● TASK GOAL
All of the data must be retyped exactly, with nothing left out.

● Stored data
++++

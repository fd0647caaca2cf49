use std::fmt;

use indexmap::IndexMap;
use serde::{Deserialize, Serialize};

/// Which telemetry model a source reports in.
#[derive(Clone, Copy, Debug, Default, Serialize, Deserialize, PartialEq, Eq)]
#[serde(rename_all = "camelCase")]
pub enum TelemetryModel {
    /// Utilization per rolling rate-limit window.
    #[default]
    RateLimit,
    /// Remaining minutes and cost of the active billing block plus weekly spend.
    Billing,
}

impl fmt::Display for TelemetryModel {
    fn fmt(&self, f: &mut fmt::Formatter<'_>) -> fmt::Result {
        match self {
            TelemetryModel::RateLimit => f.write_str("rate-limit"),
            TelemetryModel::Billing => f.write_str("billing"),
        }
    }
}

/// Status value a window reports while requests are still accepted.
pub const WINDOW_ALLOWED: &str = "allowed";

/// One rate-limit window.
#[derive(Clone, Debug, Serialize, Deserialize, PartialEq)]
#[serde(rename_all = "camelCase")]
pub struct UsageWindow {
    /// Fraction of the window's quota consumed, 0..1.
    pub utilization: f64,
    pub status: String,
    /// Epoch seconds at which the window resets.
    #[serde(default, skip_serializing_if = "Option::is_none")]
    pub reset_at: Option<i64>,
}

impl UsageWindow {
    pub fn is_allowed(&self) -> bool {
        self.status == WINDOW_ALLOWED
    }
}

#[derive(Clone, Debug, Default, Serialize, Deserialize, PartialEq)]
#[serde(rename_all = "camelCase")]
pub struct WindowMeta {
    /// Window the source designates as the bottleneck, if any.
    #[serde(default, skip_serializing_if = "Option::is_none")]
    pub representative_claim: Option<String>,
}

/// Rate-limit-window snapshot. Window order is the order the source reported them.
#[derive(Clone, Debug, Default, Serialize, Deserialize, PartialEq)]
#[serde(rename_all = "camelCase")]
pub struct WindowSnapshot {
    #[serde(default)]
    pub windows: IndexMap<String, UsageWindow>,
    #[serde(default)]
    pub meta: WindowMeta,
    /// The probe itself was rejected with a rate-limit response.
    #[serde(default)]
    pub rate_limited: bool,
}

impl WindowSnapshot {
    /// Binding window: the source's designation when it names a reported
    /// window, otherwise the window with the highest utilization (first wins
    /// on ties).
    pub fn binding_window(&self) -> Option<(&str, &UsageWindow)> {
        if let Some(claim) = self.meta.representative_claim.as_deref() {
            if let Some((name, w)) = self.windows.get_key_value(claim) {
                return Some((name.as_str(), w));
            }
        }
        let mut best: Option<(&str, &UsageWindow)> = None;
        for (name, w) in &self.windows {
            match best {
                Some((_, b)) if b.utilization >= w.utilization => {}
                _ => best = Some((name.as_str(), w)),
            }
        }
        best
    }
}

/// Active billing block.
#[derive(Clone, Debug, Serialize, Deserialize, PartialEq)]
#[serde(rename_all = "camelCase")]
pub struct BillingBlock {
    pub remaining_minutes: f64,
    pub total_cost: f64,
}

/// Billing-block snapshot.
#[derive(Clone, Debug, Default, Serialize, Deserialize, PartialEq)]
#[serde(rename_all = "camelCase")]
pub struct BillingSnapshot {
    /// `None` when the source reports no active block.
    #[serde(default)]
    pub active_block: Option<BillingBlock>,
    /// Spend since the start of the configured week.
    #[serde(default)]
    pub weekly_cost: f64,
}

/// Normalized telemetry. A snapshot only exists when the fetch succeeded;
/// failed fetches are represented by its absence.
#[derive(Clone, Debug, Serialize, Deserialize, PartialEq)]
#[serde(tag = "model", rename_all = "camelCase")]
pub enum UsageSnapshot {
    RateLimit(WindowSnapshot),
    Billing(BillingSnapshot),
}

impl UsageSnapshot {
    pub fn model(&self) -> TelemetryModel {
        match self {
            UsageSnapshot::RateLimit(_) => TelemetryModel::RateLimit,
            UsageSnapshot::Billing(_) => TelemetryModel::Billing,
        }
    }
}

++++

● ANSWER SECTION
repository fd0647caaca2cf49
use std::fmt;

use indexmap::IndexMap;
use serde::{Deserialize, Serialize};

/// Which telemetry model a source reports in.
#[derive(Clone, Copy, Debug, Default, Serialize, Deserialize, PartialEq, Eq)]
#[serde(rename_all = "camelCase")]
pub enum TelemetryModel {
    /// Utilization per rolling rate-limit window.
    #[default]
    RateLimit,
    /// Remaining minutes and cost of the active billing block plus weekly spend.
    Billing,
}

impl fmt::Display for TelemetryModel {
    fn fmt(&self, f: &mut fmt::Formatter<'_>) -> fmt::Result {
        match self {
            TelemetryModel::RateLimit => f.write_str("rate-limit"),
            TelemetryModel::Billing => f.write_str("billing"),
        }
    }
}

/// Status value a window reports while requests are still accepted.
pub const WINDOW_ALLOWED: &str = "allowed";

/// One rate-limit window.
#[derive(Clone, Debug, Serialize, Deserialize, PartialEq)]
#[serde(rename_all = "camelCase")]
pub struct UsageWindow {
    /// Fraction of the window's quota consumed, 0..1.
    pub utilization: f64,
    pub status: String,
    /// Epoch seconds at which the window resets.
    #[serde(default, skip_serializing_if = "Option::is_none")]
    pub reset_at: Option<i64>,
}

impl UsageWindow {
    pub fn is_allowed(&self) -> bool {
        self.status == WINDOW_ALLOWED
    }
}

#[derive(Clone, Debug, Default, Serialize, Deserialize, PartialEq)]
#[serde(rename_all = "camelCase")]
pub struct WindowMeta {
    /// Window the source designates as the bottleneck, if any.
    #[serde(default, skip_serializing_if = "Option::is_none")]
    pub representative_claim: Option<String>,
}

/// Rate-limit-window snapshot. Window order is the order the source reported them.
#[derive(Clone, Debug, Default, Serialize, Deserialize, PartialEq)]
#[serde(rename_all = "camelCase")]
pub struct WindowSnapshot {
    #[serde(default)]
    pub windows: IndexMap<String, UsageWindow>,
    #[serde(default)]
    pub meta: WindowMeta,
    /// The probe itself was rejected with a rate-limit response.
    #[serde(default)]
    pub rate_limited: bool,
}

impl WindowSnapshot {
    /// Binding window: the source's designation when it names a reported
    /// window, otherwise the window with the highest utilization (first wins
    /// on ties).
    pub fn binding_window(&self) -> Option<(&str, &UsageWindow)> {
        if let Some(claim) = self.meta.representative_claim.as_deref() {
            if let Some((name, w)) = self.windows.get_key_value(claim) {
                return Some((name.as_str(), w));
            }
        }
        let mut best: Option<(&str, &UsageWindow)> = None;
        for (name, w) in &self.windows {
            match best {
                Some((_, b)) if b.utilization >= w.utilization => {}
                _ => best = Some((name.as_str(), w)),
            }
        }
        best
    }
}

/// Active billing block.
#[derive(Clone, Debug, Serialize, Deserialize, PartialEq)]
#[serde(rename_all = "camelCase")]
pub struct BillingBlock {
    pub remaining_minutes: f64,
    pub total_cost: f64,
}

/// Billing-block snapshot.
#[derive(Clone, Debug, Default, Serialize, Deserialize, PartialEq)]
#[serde(rename_all = "camelCase")]
pub struct BillingSnapshot {
    /// `None` when the source reports no active block.
    #[serde(default)]
    pub active_block: Option<BillingBlock>,
    /// Spend since the start of the configured week.
    #[serde(default)]
    pub weekly_cost: f64,
}

/// Normalized telemetry. A snapshot only exists when the fetch succeeded;
/// failed fetches are represented by its absence.
#[derive(Clone, Debug, Serialize, Deserialize, PartialEq)]
#[serde(tag = "model", rename_all = "camelCase")]
pub enum UsageSnapshot {
    RateLimit(WindowSnapshot),
    Billing(BillingSnapshot),
}

impl UsageSnapshot {
    pub fn model(&self) -> TelemetryModel {
        match self {
            UsageSnapshot::RateLimit(_) => TelemetryModel::RateLimit,
            UsageSnapshot::Billing(_) => TelemetryModel::Billing,
        }
    }
}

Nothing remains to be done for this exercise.